One of your employees, Ms. Brushwood, cut the sole of her foot at home. The urgent care facility wrote her a note instructing her to miss one day of work. Ms. Brushwood expressed great surprise about receiving only one day of excused absence (Ms. Brushwood had a history of taking FMLA leave, combined with bad non-FMLA unexcused absences - to her, the FMLA stood for the "Friday Monday Leave Act"!(that's a joke I heard at the SHRM National Conference last week)).
Ms. Brushwood called her supervisor, Ms. Kent, and left a message describing her injury. The next morning, she again telephoned Ms. Kent to explain that her foot was injured, she had visited an urgent care facility, and she had a doctor's note to miss work for one day.
Ms.Kent, who must be an angel, was concerned that just one more unexcused absence would trigger Ms. Brushwood's termination, because she had exceeded the maximum number of unexcused absences. Ms. Kent asked Ms. Brushwood if she could visit her personal doctor to see if he would keep her off work longer than one day so she could qualify for short-term disability and FMLA leave.
Ms. Brushwood told Ms. Kent that her personal physician would not override what the urgent care doctor had told her.
So, after missing one day, Ms. Brushwood telephoned Ms. Kent that she would have to miss a second day.
As mentioned above, one more unexcused absence would trigger Ms. Brushwood's termination. Ms. Kent comes to you to ask whether she should fire Ms. Brushwood, or give her another FMLA leave.
So, the question you have to answer is: whether Ms. Brushwood has provided enough notice to trigger protection under the FMLA? Before I give you the answer, let me tell you what happened.

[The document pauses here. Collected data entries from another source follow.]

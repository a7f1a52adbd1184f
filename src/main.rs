use satlens::cli::commands::{CliArgs, Commands};
use satlens::cli::handlers::{handle_generate, handle_list, handle_render, handle_show};
use satlens::util::{init_logging, LoggingConfig};
use satlens::{SatlensConfig, VERSION};

use clap::Parser;
use tracing::{debug, error};

fn main() {
    let args = CliArgs::parse();
    init_logging(LoggingConfig::from_args(
        args.log_level.as_deref(),
        args.verbose,
        args.quiet,
    ));

    debug!("satlens v{} starting", VERSION);
    debug!("Arguments: {:?}", args);

    let config = match SatlensConfig::from_env().and_then(|c| c.validate().map(|_| c)) {
        Ok(config) => config,
        Err(e) => {
            error!("{}", e);
            std::process::exit(1);
        }
    };
    debug!("{}", config);

    let exit_code = match &args.command {
        Commands::List(list_args) => handle_list(list_args, &config),
        Commands::Show(show_args) => handle_show(show_args, &config),
        Commands::Render(render_args) => handle_render(render_args, &config),
        Commands::Generate(generate_args) => handle_generate(generate_args, &config),
    };

    std::process::exit(exit_code);
}
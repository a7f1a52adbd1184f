//! FileSystem trait definition

use anyhow::Result;
use std::path::{Path, PathBuf};

/// Type of file system entry
#[derive(Debug, Clone, Copy, PartialEq, Eq)]
pub enum FileType {
    File,
    Directory,
    Symlink,
}

/// A directory entry returned by read_dir
#[derive(Debug, Clone)]
pub struct DirEntry {
    pub path: PathBuf,
    pub name: String,
    pub file_type: FileType,
}

impl DirEntry {
    pub fn path(&self) -> &Path {
        &self.path
    }

    pub fn file_name(&self) -> &str {
        &self.name
    }

    pub fn file_type(&self) -> FileType {
        self.file_type
    }

    pub fn is_file(&self) -> bool {
        self.file_type == FileType::File
    }
}

/// Abstraction over file system operations for testability
///
/// The generator reads base components and the aggregation file through this
/// trait and writes every artifact through it, so a whole run can be exercised
/// against [`MockFileSystem`](super::MockFileSystem).
pub trait FileSystem: Send + Sync {
    /// Check if path is a directory
    fn is_dir(&self, path: &Path) -> bool;

    /// Check if path is a file
    fn is_file(&self, path: &Path) -> bool;

    /// Read file contents as string
    fn read_to_string(&self, path: &Path) -> Result<String>;

    /// List directory contents
    fn read_dir(&self, path: &Path) -> Result<Vec<DirEntry>>;

    /// Create a directory and any missing parents
    fn create_dir_all(&self, path: &Path) -> Result<()>;

    /// Write a file, replacing existing content
    fn write_string(&self, path: &Path, content: &str) -> Result<()>;
}
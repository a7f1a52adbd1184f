//! Constellation: each topic is a cluster of stars, one star per question.
//! Harder questions shine brighter; missed ones flicker.

use crate::registry::Category;
use crate::views::markup::Markup;
use crate::views::model::{group_by_topic, Difficulty};
use crate::views::{RenderError, Renderable, ViewData};

pub const CATEGORY: Category = Category::Question;
pub const TITLE: &str = "View 4: Constellation";
pub const VIEW_ID: u32 = 4;

pub struct ConstellationView;

fn magnitude(difficulty: Difficulty) -> u8 {
    match difficulty {
        Difficulty::Easy => 1,
        Difficulty::Medium => 2,
        Difficulty::Hard => 3,
    }
}

impl Renderable for ConstellationView {
    fn render(&self, data: &ViewData) -> Result<Markup, RenderError> {
        let questions = data.questions()?;
        let mut markup = Markup::section(VIEW_ID, "constellation", TITLE);

        markup.open("div", "sky");
        for (index, (topic, stars)) in group_by_topic(questions).into_iter().enumerate() {
            markup.open_with("figure", "cluster", &[("data-cluster", index.to_string())]);
            markup.element("figcaption", "cluster-name", topic);
            for star in stars {
                let class = if star.answered && !star.correct {
                    "star flicker"
                } else if star.answered {
                    "star lit"
                } else {
                    "star dim"
                };
                markup
                    .open_with(
                        "span",
                        class,
                        &[
                            ("data-question", star.id.to_string()),
                            ("data-magnitude", magnitude(star.difficulty).to_string()),
                        ],
                    )
                    .close("span");
            }
            markup.close("figure");
        }
        markup.close("div");

        Ok(markup.end_section())
    }
}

Ms. Kent called Ms. Brushwood back the same day that she was terminating her employment. Ms. Brushwood then appeared at the office on crutches to remove her things and sign her termination papers. The paperwork listed "violation of attendance policy" as the reason for her discharge.
Ms. Brushwood next visited her personal physician, who noted a slightly swollen laceration on the ball of her foot. Three months after her termination, it turned out that she did have a serious medical condition, as a surgeon removed a cyst that had grown over the scar after two nonsurgical injections failed to correct it.
Hmmmm . . . . .
Of course, Ms. Brushwood sued her employer for not providing her FMLA leave. She lost, because the district and appellate courts over Virginia found that she did not provide enough notice to her employer to trigger FMLA protection.
As you know, under the FMLA, an employee is required to notify her employer when she needs FMLA leave. However, she need not expressly assert her rights under the Act or even mention the FMLA; she only has to state that leave is needed. Once she has provided notice of a serious health condition and alerted her employer that the FMLA's protections may apply, the employer should ascertain whether she is seeking FMLA leave and obtain more details.
In this case, the court ruled that at the time the employer terminated her, it didn't have sufficient notice that she could have a serious health condition that met the FMLA's requirements (i.e., a period of incapacity of more than three consecutive calendar days and two or more treatments or a regimen of continuing treatment under the supervision of a healthcare provider).
At the time Ms. Brushwood spoke to Ms. Kent about her injury, she didn't believe a doctor would excuse her for more than one day. The court said that this information triggered the non-application of the FMLA, and it also rejected her argument that her use of crutches or the cyst removal surgery constituted timely notice of an FMLA-qualifying health condition.